Komplexe Modelle: Chance für die Reduzierung von Tierversuchen?
Komplexe in-vitro Modelle und Systeme werden sehr aktiv sowohl in der akademischen Forschung als auch in der pharmazeutischen Industrie erforscht, jedoch können aktuell noch keine verlässlichen Vorhersagen zur Sicherheit und Wirksamkeit von neuen Wirkstoffen getätigt werden. Sehr viele Forschende entwickeln deshalb tatkräftig bessere Organmodelle und (experimentelle) Methoden, sodass in Zukunft komplexe Zellmodelle und Organ-on-a-Chip Plattformen in die Anwendung gelangen können. „In vielen Fällen reicht bereits heute der „gesunde“ Lebersphäroid aus, um mögliche unerwünschte Wirkungen, wie die direkte Zellschädigung, in der Leber testen zu können“, erklärt sie. Dennoch können diese Modelle noch nicht die komplexe Physiologie des menschlichen Organismus in ihrer Gesamtheit abbilden. Bedarf sieht Dr. Vural vor allem in Bezug auf in-vitro Abbildungen des Immunsystems, des Hormonsystems oder des zentralen Nervensystems. Alle drei Systeme spielen sehr wichtige Rollen in verschiedensten (patho-)physiologischen Prozessen. Das Immunsystem wehrt beispielsweise nicht nur Infektionen ab, sondern moduliert auch, wie der Körper auf einen Infekt oder aber auf Medikamente reagiert. Das ist wichtig in der Entwicklung von neuen Immuntherapien für Krebspatientinnen und -patienten. Deshalb wird auch vermehrt in diesem Bereich an innovativen Methoden geforscht.
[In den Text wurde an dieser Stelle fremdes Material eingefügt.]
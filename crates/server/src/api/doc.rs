//! OpenAPI document, served via Scalar UI at `/docs`.

use utoipa::OpenApi;

#[derive(OpenApi)]
#[openapi(
    info(
        title = "mindmap API",
        version = "0.1.0",
        description = "Turns a prompt, a PDF and an audio clip into an LLM-generated mind map.",
    ),
    tags(
        (name = "Health", description = "Server readiness and backend inventory"),
        (name = "Mindmap", description = "File processing and mind-map generation"),
    ),
    paths(
        crate::api::health::health,
        crate::api::process::process_file,
    ),
    components(schemas(
        crate::api::ErrorResponse,
        crate::api::HealthResponse,
        crate::pipeline::ProcessResponse,
        crate::pipeline::SkippedChunkReport,
        crate::pipeline::Pass,
    ))
)]
pub struct ApiDoc;
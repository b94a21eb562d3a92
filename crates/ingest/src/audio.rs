//! Speech-to-text for uploaded audio clips.

use std::sync::Arc;

use async_trait::async_trait;
use reqwest::multipart;
use tracing::{debug, info};

use mindmap_core::config::TranscriptionConfig;

use crate::document::ExtractionError;

#[async_trait]
pub trait Transcriber: Send + Sync {
    /// Transcribe `audio`. `filename` is the uploaded name, used to pick the
    /// MIME type sent upstream.
    async fn transcribe(&self, audio: &[u8], filename: Option<&str>) -> Result<String, ExtractionError>;
}

/// Any OpenAI-compatible `/audio/transcriptions` endpoint (OpenAI Whisper,
/// faster-whisper servers, LocalAI, ...).
pub struct WhisperTranscriber {
    client: reqwest::Client,
    base_url: String,
    api_key: Option<String>,
    model: String,
}

impl WhisperTranscriber {
    pub fn new(base_url: String, api_key: Option<String>, model: String) -> Self {
        Self {
            client: reqwest::Client::new(),
            base_url: base_url.trim_end_matches('/').to_string(),
            api_key,
            model,
        }
    }
}

#[async_trait]
impl Transcriber for WhisperTranscriber {
    async fn transcribe(&self, audio: &[u8], filename: Option<&str>) -> Result<String, ExtractionError> {
        let url = format!("{}/audio/transcriptions", self.base_url);
        let filename = filename.unwrap_or("audio.wav").to_string();
        let mime = audio_mime(&filename);

        let file_part = multipart::Part::bytes(audio.to_vec())
            .file_name(filename)
            .mime_str(mime)
            .map_err(|e| ExtractionError::Transcription(format!("mime: {}", e)))?;

        let form = multipart::Form::new()
            .text("model", self.model.clone())
            .text("response_format", "text")
            .part("file", file_part);

        debug!(model = %self.model, "Sending audio to transcription API");

        let mut request = self.client.post(&url).multipart(form);
        if let Some(key) = &self.api_key {
            request = request.bearer_auth(key);
        }

        let response = request
            .send()
            .await
            .map_err(|e| ExtractionError::Transcription(format!("request: {}", e)))?;

        if !response.status().is_success() {
            let status = response.status();
            let body = response
                .text()
                .await
                .unwrap_or_else(|_| "unknown error".to_string());
            return Err(ExtractionError::Transcription(format!(
                "status {}: {}",
                status, body
            )));
        }

        let transcript = response
            .text()
            .await
            .map_err(|e| ExtractionError::Transcription(format!("body: {}", e)))?;

        info!(chars = transcript.len(), "Transcription completed");

        Ok(transcript.trim().to_string())
    }
}

/// Used when no transcription endpoint is configured.
#[derive(Debug, Clone, Copy, Default)]
pub struct DisabledTranscriber;

#[async_trait]
impl Transcriber for DisabledTranscriber {
    async fn transcribe(&self, _audio: &[u8], _filename: Option<&str>) -> Result<String, ExtractionError> {
        Err(ExtractionError::NotConfigured("TRANSCRIPTION_URL not set".into()))
    }
}

/// Build the transcriber described by config.
pub fn transcriber_from_config(config: &TranscriptionConfig) -> Arc<dyn Transcriber> {
    match &config.url {
        Some(url) => Arc::new(WhisperTranscriber::new(
            url.clone(),
            config.api_key.clone(),
            config.model.clone(),
        )),
        None => Arc::new(DisabledTranscriber),
    }
}

/// MIME type by file extension; unknown extensions are sent as octet-stream.
pub fn audio_mime(filename: &str) -> &'static str {
    let ext = filename.rsplit('.').next().unwrap_or("").to_lowercase();
    match ext.as_str() {
        "wav" => "audio/wav",
        "mp3" | "mpeg" | "mpga" => "audio/mpeg",
        "m4a" | "mp4" => "audio/mp4",
        "ogg" | "oga" => "audio/ogg",
        "webm" => "audio/webm",
        "flac" => "audio/flac",
        _ => "application/octet-stream",
    }
}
Genauso arbeiten Forschende an verschiedensten pathophysiologischen 3D-Organmodellen, um Krankheiten einerseits besser zu verstehen und um entsprechend bessere Therapien zu entwickeln. „Komplexe in-vitro-Modelle und Organ-on-a-Chip-Systeme haben das Potenzial, in Zukunft frühzeitig zuverlässige und robuste Vorhersagen zur Verträglichkeit und Wirkung neuer Arzneimittel zu treffen, Tierversuche zu reduzieren und gleichzeitig die Zeit sowie die Kosten der Arzneimittelentwicklung zu minimieren“, so Dr. Vural abschließend.